Mission Impossible 4: Not buying an iPod

Last week I went down to Santa Monica for work and to visit Todd, Chris and Ellie. Todd’s been biking to work recently, so he let me borrow his car during the week. When I went down to the garage to leave on Wednesday morning, I found that his back window had been smashed and his radio and Dell DJ had been stolen. 🙁

Todd dealt with the insurance and getting it fixed. I agreed to help him get a new stereo and digital media player on the weekend. Besides, you can’t have the Y! Music Mobile with no music in it. Oh, and it helps to drown out the screaming of the infant in the back seat.

Todd wanted 3 things in his new player:

  1. Supports PlaysForSure subscription services (like Yahoo! Music Unlimited)
  2. Has significant capacity (at least 20 GB)
  3. Has a good interface that he could try out in person

Requirement #1 ruled out iPods, which is too bad. Apple doesn’t support the subscription services from Microsoft, MTV, Real, Yahoo!, or Napster.

Requirement #2 rules out the myriad of crappy throw-away flash-based players out there.

Requirement #3 was nearly impossible. Since the Dell DJ has since been discontinued, he couldn’t just buy another new one.

We went to Circuit City to try out a hard-drive based player. They didn’t have any that weren’t an iPod. We went to another Circuit City. They had one player, the Phillips HDD6330, but it was in locked cabinet. No matter, the reviews are pretty bad. We stopped at Best Buy. The only one they had was the crappy Phillips and it was completely frozen. The sales rep played with it for a minute and gave up. Nice selling point.

The next day we went back to Circuit City to get the car stereo installed. Whhile we waited, we went to CompUSA and Office Depot. CompUSA had a working(!) Archos AV500, but it was big and clunky. We stopped at Staples and PC Mall later in the day. Neither had anything. Circuit City had an entire aisle of iPod accessories, but not a single working alternative to the iPod.

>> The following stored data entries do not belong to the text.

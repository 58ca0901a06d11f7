//! C9: user password auth, agent-token auth, JWT issue/refresh/revoke.

use std::collections::HashSet;
use std::sync::Mutex;

use argon2::password_hash::{PasswordHash, PasswordHasher, PasswordVerifier, SaltString, rand_core::OsRng};
use argon2::{Argon2, Params, Version};
use chrono::{Duration as ChronoDuration, Utc};
use jsonwebtoken::{DecodingKey, EncodingKey, Header, Validation, decode, encode};
use rand::RngCore;
use serde::{Deserialize, Serialize};
use sha2::{Digest, Sha256};
use uuid::Uuid;

use crate::error::{BrokerError, BrokerResult};
use crate::models::{Agent, AgentStatus, Capabilities, Role, TokenPair, User};

#[derive(Debug, Clone, Serialize, Deserialize)]
struct Claims {
    sub: String,
    #[serde(rename = "type")]
    token_type: String,
    exp: i64,
}

fn argon2_context() -> Argon2<'static> {
    // time_cost=2, memory=64MiB, parallelism=4, per the durable-schema spec.
    let params = Params::new(64 * 1024, 2, 4, None).expect("valid argon2 params");
    Argon2::new(argon2::Algorithm::Argon2id, Version::V0x13, params)
}

pub fn hash_password(plaintext: &str) -> BrokerResult<String> {
    if plaintext.len() < 12 {
        return Err(BrokerError::Validation("password must be at least 12 characters".to_string()));
    }
    let salt = SaltString::generate(&mut OsRng);
    argon2_context()
        .hash_password(plaintext.as_bytes(), &salt)
        .map(|h| h.to_string())
        .map_err(|e| BrokerError::Internal(format!("argon2 hash failed: {e}")))
}

pub fn verify_password(plaintext: &str, hash: &str) -> bool {
    let Ok(parsed) = PasswordHash::new(hash) else { return false };
    argon2_context().verify_password(plaintext.as_bytes(), &parsed).is_ok()
}

fn hash_token(secret: &str) -> String {
    let mut hasher = Sha256::new();
    hasher.update(secret.as_bytes());
    hex::encode(hasher.finalize())
}

/// In-memory user/agent registry plus JWT issuance. Users and agents are
/// stored here directly (rather than via the broker `Store`) since they're
/// durable-schema entities the `AuthService` owns end to end.
pub struct AuthService {
    users: Mutex<Vec<User>>,
    agents: Mutex<Vec<Agent>>,
    jwt_secret: String,
    access_ttl: ChronoDuration,
    refresh_ttl: ChronoDuration,
    valid_refresh_tokens: Mutex<HashSet<String>>,
    revoked_access_tokens: Mutex<HashSet<String>>,
}

impl AuthService {
    pub fn new(jwt_secret: String, access_ttl: std::time::Duration, refresh_ttl: std::time::Duration) -> Self {
        AuthService {
            users: Mutex::new(Vec::new()),
            agents: Mutex::new(Vec::new()),
            jwt_secret,
            access_ttl: ChronoDuration::from_std(access_ttl).unwrap(),
            refresh_ttl: ChronoDuration::from_std(refresh_ttl).unwrap(),
            valid_refresh_tokens: Mutex::new(HashSet::new()),
            revoked_access_tokens: Mutex::new(HashSet::new()),
        }
    }

    /// Provisions the default admin user from configuration if no users exist yet.
    pub fn ensure_admin_user(&self, username: &str, password: &str) -> BrokerResult<()> {
        if !self.users.lock().unwrap().is_empty() {
            return Ok(());
        }
        self.register_user(username, &format!("{username}@local"), password, Role::Admin)
            .map(|_| ())
    }

    pub fn register_user(&self, username: &str, email: &str, password: &str, role: Role) -> BrokerResult<User> {
        let mut users = self.users.lock().unwrap();
        if users.iter().any(|u| u.username == username) {
            return Err(BrokerError::Duplicate(format!("username {username} already registered")));
        }
        let password_hash = hash_password(password)?;
        let user = User {
            id: Uuid::new_v4(),
            username: username.to_string(),
            email: email.to_string(),
            password_hash,
            role,
            permissions: vec![],
            is_active: true,
            created_at: Utc::now(),
        };
        users.push(user.clone());
        Ok(user)
    }

    pub fn authenticate_user(&self, username: &str, password: &str) -> BrokerResult<User> {
        let users = self.users.lock().unwrap();
        let user = users
            .iter()
            .find(|u| u.username == username && u.is_active)
            .ok_or_else(|| BrokerError::Unauthorized("invalid credentials".to_string()))?;
        if !verify_password(password, &user.password_hash) {
            return Err(BrokerError::Unauthorized("invalid credentials".to_string()));
        }
        Ok(user.clone())
    }

    fn sign(&self, sub: &str, token_type: &str, ttl: ChronoDuration) -> BrokerResult<String> {
        let claims = Claims {
            sub: sub.to_string(),
            token_type: token_type.to_string(),
            exp: (Utc::now() + ttl).timestamp(),
        };
        encode(&Header::default(), &claims, &EncodingKey::from_secret(self.jwt_secret.as_bytes()))
            .map_err(|e| BrokerError::Internal(format!("jwt sign failed: {e}")))
    }

    fn decode_claims(&self, token: &str) -> BrokerResult<Claims> {
        decode::<Claims>(token, &DecodingKey::from_secret(self.jwt_secret.as_bytes()), &Validation::default())
            .map(|data| data.claims)
            .map_err(|_| BrokerError::Unauthorized("invalid or expired token".to_string()))
    }

    pub fn issue_tokens(&self, user: &User) -> BrokerResult<TokenPair> {
        let access = self.sign(&user.id.to_string(), "access", self.access_ttl)?;
        let refresh = self.sign(&user.id.to_string(), "refresh", self.refresh_ttl)?;
        self.valid_refresh_tokens.lock().unwrap().insert(refresh.clone());
        Ok(TokenPair {
            access_token: access,
            refresh_token: refresh,
            token_type: "Bearer",
            expires_in: self.access_ttl.num_seconds(),
        })
    }

    pub fn verify_access_token(&self, token: &str) -> BrokerResult<Uuid> {
        if self.revoked_access_tokens.lock().unwrap().contains(token) {
            return Err(BrokerError::Unauthorized("token has been revoked".to_string()));
        }
        let claims = self.decode_claims(token)?;
        if claims.token_type != "access" {
            return Err(BrokerError::Unauthorized("not an access token".to_string()));
        }
        Uuid::parse_str(&claims.sub).map_err(|_| BrokerError::Unauthorized("malformed subject".to_string()))
    }

    /// Only accepts refresh tokens currently in the valid set, bound to the same user.
    pub fn refresh_access_token(&self, refresh_token: &str) -> BrokerResult<TokenPair> {
        if !self.valid_refresh_tokens.lock().unwrap().contains(refresh_token) {
            return Err(BrokerError::Unauthorized("refresh token not recognized".to_string()));
        }
        let claims = self.decode_claims(refresh_token)?;
        if claims.token_type != "refresh" {
            return Err(BrokerError::Unauthorized("not a refresh token".to_string()));
        }
        let user_id = Uuid::parse_str(&claims.sub).map_err(|_| BrokerError::Unauthorized("malformed subject".to_string()))?;
        let users = self.users.lock().unwrap();
        let user = users
            .iter()
            .find(|u| u.id == user_id)
            .ok_or_else(|| BrokerError::Unauthorized("user no longer exists".to_string()))?;
        let access = self.sign(&user.id.to_string(), "access", self.access_ttl)?;
        Ok(TokenPair {
            access_token: access,
            refresh_token: refresh_token.to_string(),
            token_type: "Bearer",
            expires_in: self.access_ttl.num_seconds(),
        })
    }

    /// Access tokens join a blacklist; refresh tokens are dropped from the valid set.
    pub fn revoke_token(&self, token: &str) {
        if let Ok(claims) = self.decode_claims(token) {
            match claims.token_type.as_str() {
                "refresh" => {
                    self.valid_refresh_tokens.lock().unwrap().remove(token);
                }
                _ => {
                    self.revoked_access_tokens.lock().unwrap().insert(token.to_string());
                }
            }
        }
    }

    pub fn register_agent(
        &self,
        project_id: &str,
        nickname: &str,
        capabilities: Capabilities,
        created_by_id: Option<Uuid>,
    ) -> BrokerResult<(Agent, String)> {
        let mut secret_bytes = [0u8; 32];
        rand::thread_rng().fill_bytes(&mut secret_bytes);
        let secret = hex::encode(secret_bytes);
        let plaintext = format!("{project_id}_{nickname}_{secret}");
        let agent = Agent {
            id: Uuid::new_v4(),
            project_id: project_id.to_string(),
            nickname: nickname.to_string(),
            token_hash: hash_token(&plaintext),
            capabilities,
            status: AgentStatus::Offline,
            is_active: true,
            created_by_id,
            last_used: None,
            created_at: Utc::now(),
        };
        self.agents.lock().unwrap().push(agent.clone());
        Ok((agent, plaintext))
    }

    pub fn authenticate_agent(&self, plaintext_token: &str) -> BrokerResult<Agent> {
        let hash = hash_token(plaintext_token);
        let mut agents = self.agents.lock().unwrap();
        let agent = agents
            .iter_mut()
            .find(|a| a.token_hash == hash && a.is_active)
            .ok_or_else(|| BrokerError::Unauthorized("invalid agent token".to_string()))?;
        agent.last_used = Some(Utc::now());
        Ok(agent.clone())
    }

    /// Detaches an agent key from its creator on user deletion, matching
    /// `created_by_id`'s `ON DELETE SET NULL` FK behavior.
    pub fn detach_creator(&self, user_id: Uuid) {
        let mut agents = self.agents.lock().unwrap();
        for agent in agents.iter_mut().filter(|a| a.created_by_id == Some(user_id)) {
            agent.created_by_id = None;
        }
    }

    pub fn get_agent(&self, id: Uuid) -> Option<Agent> {
        self.agents.lock().unwrap().iter().find(|a| a.id == id).cloned()
    }
}
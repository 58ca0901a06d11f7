use serde::{Deserialize, Serialize};
use serde_json::Value;

#[derive(Debug, Clone, Default, Serialize, Deserialize)]
pub struct ProtocolMetadata {
    #[serde(skip_serializing_if = "Option::is_none")]
    pub author: Option<String>,
    #[serde(skip_serializing_if = "Option::is_none")]
    pub description: Option<String>,
    #[serde(default)]
    pub tags: Vec<String>,
}

#[derive(Debug, Clone, Serialize, Deserialize)]
pub struct Protocol {
    pub name: String,
    pub version: String,
    pub message_schema: Value,
    #[serde(default)]
    pub capabilities: Vec<String>,
    #[serde(default)]
    pub metadata: ProtocolMetadata,
}

#[derive(Debug, Clone, Deserialize)]
pub struct RegisterProtocol {
    pub name: String,
    pub version: String,
    pub message_schema: Value,
    #[serde(default)]
    pub capabilities: Vec<String>,
    #[serde(default)]
    pub metadata: ProtocolMetadata,
}

#[derive(Debug, Clone, Default, Deserialize)]
pub struct DiscoverProtocolsQuery {
    pub name: Option<String>,
    pub version: Option<String>,
    #[serde(default)]
    pub tags: Vec<String>,
    #[serde(default)]
    pub include_shared: bool,
}

/// A protocol shared in from another project; carries its source so callers
/// can tell a weak reference apart from a project's own record.
#[derive(Debug, Clone, Serialize)]
pub struct SharedProtocol {
    #[serde(flatten)]
    pub protocol: Protocol,
    pub source_project_id: String,
}
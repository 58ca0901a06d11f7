use chrono::{DateTime, Utc};
use serde::{Deserialize, Serialize};

fn default_true() -> bool {
    true
}

#[derive(Debug, Clone, Serialize, Deserialize)]
pub struct ProjectConfig {
    #[serde(default = "default_max_sessions")]
    pub max_sessions: u32,
    #[serde(default = "default_max_protocols")]
    pub max_protocols: u32,
    #[serde(default = "default_max_queue_size")]
    pub max_message_queue_size: usize,
    #[serde(default)]
    pub allow_cross_project: bool,
    #[serde(default = "default_true")]
    pub discoverable: bool,
}

fn default_max_sessions() -> u32 {
    1000
}
fn default_max_protocols() -> u32 {
    100
}
fn default_max_queue_size() -> usize {
    100
}

impl Default for ProjectConfig {
    fn default() -> Self {
        ProjectConfig {
            max_sessions: default_max_sessions(),
            max_protocols: default_max_protocols(),
            max_message_queue_size: default_max_queue_size(),
            allow_cross_project: false,
            discoverable: true,
        }
    }
}

#[derive(Debug, Clone, Default, Serialize, Deserialize)]
pub struct ProjectStatistics {
    #[serde(default)]
    pub session_count: u32,
    #[serde(default)]
    pub message_count: u64,
    #[serde(default)]
    pub protocol_count: u32,
    #[serde(default)]
    pub last_activity: Option<DateTime<Utc>>,
}

#[derive(Debug, Clone, Serialize, Deserialize)]
pub struct CrossProjectPermission {
    pub target_project_id: String,
    #[serde(default)]
    pub allowed_protocols: Vec<String>,
    #[serde(default)]
    pub message_rate_limit: u32,
}

#[derive(Debug, Clone, Serialize, Deserialize)]
pub struct ApiKey {
    pub key_id: String,
    /// Hash of the secret half only; the plaintext `api_key` is never persisted.
    #[serde(skip_serializing)]
    pub secret_hash: String,
    pub created_at: DateTime<Utc>,
    #[serde(skip_serializing_if = "Option::is_none")]
    pub expires_at: Option<DateTime<Utc>>,
    pub is_active: bool,
}

#[derive(Debug, Clone, Serialize, Deserialize)]
pub struct Project {
    pub project_id: String,
    pub name: String,
    #[serde(skip_serializing_if = "Option::is_none")]
    pub description: Option<String>,
    #[serde(default)]
    pub tags: Vec<String>,
    #[serde(skip_serializing_if = "Option::is_none")]
    pub owner: Option<String>,
    pub config: ProjectConfig,
    #[serde(default)]
    pub statistics: ProjectStatistics,
    pub status: ProjectStatus,
    pub api_keys: Vec<ApiKey>,
    #[serde(default)]
    pub cross_project_permissions: Vec<CrossProjectPermission>,
    pub created_at: DateTime<Utc>,
}

#[derive(Debug, Clone, Copy, PartialEq, Eq, Serialize, Deserialize)]
#[serde(rename_all = "lowercase")]
pub enum ProjectStatus {
    Active,
    Inactive,
}

#[derive(Debug, Clone, Deserialize)]
pub struct CreateProject {
    pub project_id: String,
    pub name: String,
    #[serde(default)]
    pub description: Option<String>,
    #[serde(default)]
    pub config: Option<ProjectConfig>,
    #[serde(default)]
    pub tags: Vec<String>,
    #[serde(default)]
    pub owner: Option<String>,
}

#[derive(Debug, Clone, Default, Deserialize)]
pub struct UpdateProject {
    pub name: Option<String>,
    pub description: Option<String>,
    pub config: Option<ProjectConfig>,
    pub tags: Option<Vec<String>>,
    pub status: Option<ProjectStatus>,
}

#[derive(Debug, Clone, Default, Deserialize)]
pub struct ListProjectsQuery {
    pub name_filter: Option<String>,
    #[serde(default)]
    pub include_inactive: bool,
    #[serde(default)]
    pub include_stats: bool,
}

/// Result of minting a project: the stored record plus the one-time plaintext key.
#[derive(Debug, Clone, Serialize)]
pub struct CreatedProject {
    #[serde(flatten)]
    pub project: Project,
    pub plaintext_api_key: String,
}

/// Result of a key rotation: the freshly minted key(s) in plaintext.
#[derive(Debug, Clone, Serialize)]
pub struct RotatedKey {
    pub key_id: String,
    pub plaintext_api_key: String,
    pub expires_old_at: DateTime<Utc>,
}

pub const RESERVED_PROJECT_IDS: &[&str] = &["admin", "system", "__internal__"];

pub fn is_valid_project_id(id: &str) -> bool {
    if RESERVED_PROJECT_IDS.contains(&id) {
        return false;
    }
    let bytes = id.as_bytes();
    if bytes.len() < 2 {
        return false;
    }
    let first_ok = bytes[0].is_ascii_lowercase();
    let last_ok = bytes[bytes.len() - 1].is_ascii_lowercase() || bytes[bytes.len() - 1].is_ascii_digit();
    let body_ok = bytes
        .iter()
        .all(|b| b.is_ascii_lowercase() || b.is_ascii_digit() || *b == b'_');
    first_ok && last_ok && body_ok
}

It looked like we would have to buy online. Creative seems to have the best non-iPods. We looked at their site. Only 20 different models to choose from! Let’s see, should we get a MuVo, Zen, Vision, Vision:M, Micro, Zen MicroPhoto, Neeon, Nano Plus, Touch, or XTra? Who the hell has the time to figure out the differences between these? How about 3 simple choices like between a Shuffle, Nano or just plain iPod? Brands besides Phillips and Creative that make iPod-competitors include Archos, Cowon, iRiver, and iAudio. Have you even heard of these brands? Would you spend a couple hundred dollars on one of these products? I think the average consumer would say no.

With competitors’ products this inferior and confusing, Apple deserves their 70%+ market share. I’m happy with my 40GB iPod, but I feel bad for people like Todd who want something that works with these cheap subscription services. You can listen to as much music as you want, just don’t plan on taking it anywhere.

We ended up getting Todd a Creative Vision:M, unseen. Hopefully it lives up to the reviews. But if it doesn’t, does he even have a choice?

2 Comments

  1. Actually, yes, and quite a few.

    For what it’s worth, I’m a fan of the Zen 8GB Photo, although not for the color display. It’s got a slightly longer battery life than the older Zen and a better feel to the control panel. For what it’s worth, I’ve got several weeks worth of music and stuff on mine and still have a few GB left. I thought that the Vision:M had a few strikes against it (large size, weird dongly bit for the USB connector, no real need to watch video while wandering about, etc.) but a fair number of folks like them.

    The other large storage media player I know of is the Toshiba Gigabeat. Engadget has a few write ups about it and they’re pretty darn excited about it. I messed around with one and it was pretty good, but again, too much wasted storage and slightly larger form factor than I wanted.